→ **Work order**: Starting at the top line, return each entry word for word.

(Dataset entries)

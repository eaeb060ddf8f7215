pub mod classifier;
pub mod runner;

pub use classifier::{classify, EXPIRY_DAYS};
pub use runner::{EvaluationRunner, RunnerConfig, MAX_BATCH_SIZE};
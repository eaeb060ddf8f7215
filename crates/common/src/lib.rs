pub mod config;
pub mod error;
pub mod provider;
pub mod store;
pub mod types;

pub use config::Config;
pub use error::{Error, Result};
pub use provider::CandleProvider;
pub use store::RecommendationStore;
pub use types::*;
pub mod routes;

use std::net::SocketAddr;
use std::sync::Arc;

use axum::Router;
use tower_http::cors::{Any, CorsLayer};
use tracing::info;

use outcome::EvaluationRunner;

/// Shared application state injected into every route handler.
#[derive(Clone)]
pub struct AppState {
    pub runner: Arc<EvaluationRunner>,
}

/// Build and run the Axum API server.
pub async fn serve(state: AppState, port: u16) {
    let addr = SocketAddr::from(([0, 0, 0, 0], port));

    let cors = CorsLayer::new()
        .allow_origin(Any)
        .allow_headers(Any)
        .allow_methods(Any);

    let app = Router::new()
        .merge(routes::api_router())
        .merge(routes::health_router())
        .with_state(state)
        .layer(cors);

    info!(%addr, "API listening");
    let listener = tokio::net::TcpListener::bind(addr).await.unwrap();
    axum::serve(listener, app).await.unwrap();
}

→ **Output for this task**:
repository eaeb060ddf8f7215
pub mod classifier;
pub mod runner;

pub use classifier::{classify, EXPIRY_DAYS};
pub use runner::{EvaluationRunner, RunnerConfig, MAX_BATCH_SIZE};
repository eaeb060ddf8f7215
filename crates/common/src/lib.rs
pub mod config;
pub mod error;
pub mod provider;
pub mod store;
pub mod types;

pub use config::Config;
pub use error::{Error, Result};
pub use provider::CandleProvider;
pub use store::RecommendationStore;
pub use types::*;
pub mod routes;

use std::net::SocketAddr;
use std::sync::Arc;

use axum::Router;
use tower_http::cors::{Any, CorsLayer};
use tracing::info;

use outcome::EvaluationRunner;

/// Shared application state injected into every route handler.
#[derive(Clone)]
pub struct AppState {
    pub runner: Arc<EvaluationRunner>,
}

/// Build and run the Axum API server.
pub async fn serve(state: AppState, port: u16) {
    let addr = SocketAddr::from(([0, 0, 0, 0], port));

    let cors = CorsLayer::new()
        .allow_origin(Any)
        .allow_headers(Any)
        .allow_methods(Any);

    let app = Router::new()
        .merge(routes::api_router())
        .merge(routes::health_router())
        .with_state(state)
        .layer(cors);

    info!(%addr, "API listening");
    let listener = tokio::net::TcpListener::bind(addr).await.unwrap();
    axum::serve(listener, app).await.unwrap();
}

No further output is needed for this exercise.